__Action item__
Repeat the first line of the listing and each line after it, exactly, through the line containing "not be determined.".

--- START ---

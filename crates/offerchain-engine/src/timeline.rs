//! Timeline resolution.
//!
//! Events form a graph in which each relative event points at its anchor.
//! Resolution is a depth-first walk from every event with memoised results;
//! the keys currently on the walk are tracked so that a cycle marks each of
//! its members unresolved instead of recursing forever. Events that depend on
//! an unresolved event are unresolved too, with their own reason.

use std::collections::BTreeMap;
use std::fmt;

use chrono::NaiveDate;
use offerchain_core::schema::names;
use offerchain_core::timeline::ACCEPTANCE;
use offerchain_core::{DayType, Direction, EventTiming, RelativeTiming, TimelineEvent};
use serde::Serialize;

use crate::calendar::BusinessCalendar;
use crate::log::{ReconcileLog, Stage};
use crate::merge::FinalTerms;

#[derive(Debug, Clone, PartialEq, Eq, Serialize)]
#[serde(tag = "reason", rename_all = "snake_case")]
pub enum Unresolved {
    /// Part of an anchor cycle; `path` starts and ends with the same key.
    Cycle { path: Vec<String> },
    /// Anchor key names no known event.
    MissingAnchor { anchor: String },
    /// Anchor exists but could not be resolved itself.
    AnchorUnresolved { anchor: String },
    /// Anchored on acceptance, which could not be determined.
    AcceptanceUnknown,
    /// Offset runs past the representable date range.
    OutOfRange,
}

impl fmt::Display for Unresolved {
    fn fmt(&self, f: &mut fmt::Formatter<'_>) -> fmt::Result {
        match self {
            Self::Cycle { path } => write!(f, "anchor cycle {}", path.join(" -> ")),
            Self::MissingAnchor { anchor } => write!(f, "unknown anchor {anchor:?}"),
            Self::AnchorUnresolved { anchor } => write!(f, "anchor {anchor:?} is unresolved"),
            Self::AcceptanceUnknown => f.write_str("acceptance date unknown"),
            Self::OutOfRange => f.write_str("date out of range"),
        }
    }
}

#[derive(Debug, Clone, PartialEq, Serialize)]
pub struct ResolvedEvent {
    pub key: String,
    pub display_name: String,
    pub timing: EventTiming,
    pub date: Option<NaiveDate>,
    #[serde(skip_serializing_if = "Option::is_none")]
    pub unresolved: Option<Unresolved>,
}

impl ResolvedEvent {
    pub fn is_resolved(&self) -> bool {
        self.date.is_some()
    }
}

type Outcome = Result<NaiveDate, Unresolved>;

/// Walk state: finished results plus the keys on the current path.
#[derive(Default)]
struct Walk {
    resolved: BTreeMap<String, Outcome>,
    in_progress: Vec<String>,
}

struct Resolver<'a> {
    events: &'a BTreeMap<String, TimelineEvent>,
    acceptance: Option<NaiveDate>,
    calendar: &'a BusinessCalendar,
}

impl Resolver<'_> {
    fn resolve(&self, key: &str, walk: &mut Walk) -> Outcome {
        if let Some(done) = walk.resolved.get(key) {
            return done.clone();
        }
        if let Some(start) = walk.in_progress.iter().position(|k| k == key) {
            let mut path = walk.in_progress[start..].to_vec();
            path.push(key.to_string());
            return Err(Unresolved::Cycle { path });
        }
        let Some(event) = self.events.get(key) else {
            return Err(Unresolved::MissingAnchor {
                anchor: key.to_string(),
            });
        };

        walk.in_progress.push(key.to_string());
        let outcome = match &event.timing {
            EventTiming::Specified { date } => Ok(*date),
            EventTiming::Relative(timing) => self.resolve_relative(key, timing, walk),
        };
        walk.in_progress.pop();

        walk.resolved.insert(key.to_string(), outcome.clone());
        outcome
    }

    fn resolve_relative(&self, key: &str, timing: &RelativeTiming, walk: &mut Walk) -> Outcome {
        let anchor_date = if timing.anchor == ACCEPTANCE {
            self.acceptance.ok_or(Unresolved::AcceptanceUnknown)?
        } else if !self.events.contains_key(&timing.anchor) {
            return Err(Unresolved::MissingAnchor {
                anchor: timing.anchor.clone(),
            });
        } else {
            match self.resolve(&timing.anchor, walk) {
                Ok(date) => date,
                Err(Unresolved::Cycle { path }) if path.iter().any(|k| k == key) => {
                    return Err(Unresolved::Cycle { path });
                }
                Err(_) => {
                    return Err(Unresolved::AnchorUnresolved {
                        anchor: timing.anchor.clone(),
                    });
                }
            }
        };
        offset(self.calendar, anchor_date, timing).ok_or(Unresolved::OutOfRange)
    }
}

fn offset(calendar: &BusinessCalendar, anchor: NaiveDate, timing: &RelativeTiming) -> Option<NaiveDate> {
    match timing.day_type {
        DayType::Business => calendar.add_business_days(anchor, timing.days, timing.direction),
        DayType::Calendar => calendar.add_calendar_days(anchor, timing.days, timing.direction),
    }
}

/// Resolve every event to a date or an explicit reason it has none.
pub fn resolve_timeline(
    events: &BTreeMap<String, TimelineEvent>,
    acceptance: Option<NaiveDate>,
    calendar: &BusinessCalendar,
) -> BTreeMap<String, ResolvedEvent> {
    let resolver = Resolver {
        events,
        acceptance,
        calendar,
    };
    let mut walk = Walk::default();
    events
        .iter()
        .map(|(key, event)| {
            let outcome = resolver.resolve(key, &mut walk);
            let (date, unresolved) = match outcome {
                Ok(date) => (Some(date), None),
                Err(reason) => (None, Some(reason)),
            };
            (
                key.clone(),
                ResolvedEvent {
                    key: key.clone(),
                    display_name: event.display_name.clone(),
                    timing: event.timing.clone(),
                    date,
                    unresolved,
                },
            )
        })
        .collect()
}

// ── Standard events ──

pub const CLOSING: &str = "closing";

/// Events implied by day-count fields, all in calendar days after acceptance.
const STANDARD_EVENTS: &[(&str, &str, &str)] = &[
    ("initialDeposit", "Initial deposit due", "initial_deposit_days"),
    ("sellerDisclosures", "Seller disclosures due", "seller_disclosure_days"),
    ("inspectionContingency", "Inspection contingency removal", "inspection_contingency_days"),
    ("appraisalContingency", "Appraisal contingency removal", "appraisal_contingency_days"),
    ("loanContingency", "Loan contingency removal", "loan_contingency_days"),
    (CLOSING, "Close of escrow", "close_of_escrow_days"),
];

/// Events derived from merged fields that no document stated explicitly.
/// An explicit closing date beats a close-of-escrow day count. A negative
/// day count derives nothing and is logged.
pub fn derive_standard_events(terms: &FinalTerms, log: &mut ReconcileLog) -> Vec<TimelineEvent> {
    let stated = &terms.timeline_events_structured;
    let mut derived = Vec::new();

    if !stated.contains_key(CLOSING)
        && let Some(date) = terms.get(names::CLOSING_DATE).and_then(|v| v.as_date())
    {
        derived.push(TimelineEvent::specified(CLOSING, "Close of escrow", date));
    }

    for &(key, display_name, field) in STANDARD_EVENTS {
        if stated.contains_key(key) || derived.iter().any(|e| e.key == key) {
            continue;
        }
        let Some(days) = terms.get(field).and_then(|v| v.as_integer()) else {
            continue;
        };
        let Ok(days) = u32::try_from(days) else {
            log.warn(
                Stage::Timeline,
                format!("{key} not derived: {field} is {days}"),
            );
            continue;
        };
        derived.push(TimelineEvent::relative(
            key,
            display_name,
            days,
            ACCEPTANCE,
            Direction::After,
            DayType::Calendar,
        ));
    }
    derived
}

--- END ---

__Answer to this problem__
filename crates/offerchain-engine/src/timeline.rs
//! Timeline resolution.
//!
//! Events form a graph in which each relative event points at its anchor.
//! Resolution is a depth-first walk from every event with memoised results;
//! the keys currently on the walk are tracked so that a cycle marks each of
//! its members unresolved instead of recursing forever. Events that depend on
//! an unresolved event are unresolved too, with their own reason.

use std::collections::BTreeMap;
use std::fmt;

use chrono::NaiveDate;
use offerchain_core::schema::names;
use offerchain_core::timeline::ACCEPTANCE;
use offerchain_core::{DayType, Direction, EventTiming, RelativeTiming, TimelineEvent};
use serde::Serialize;

use crate::calendar::BusinessCalendar;
use crate::log::{ReconcileLog, Stage};
use crate::merge::FinalTerms;

#[derive(Debug, Clone, PartialEq, Eq, Serialize)]
#[serde(tag = "reason", rename_all = "snake_case")]
pub enum Unresolved {
    /// Part of an anchor cycle; `path` starts and ends with the same key.
    Cycle { path: Vec<String> },
    /// Anchor key names no known event.
    MissingAnchor { anchor: String },
    /// Anchor exists but could not be resolved itself.
    AnchorUnresolved { anchor: String },
    /// Anchored on acceptance, which could not be determined.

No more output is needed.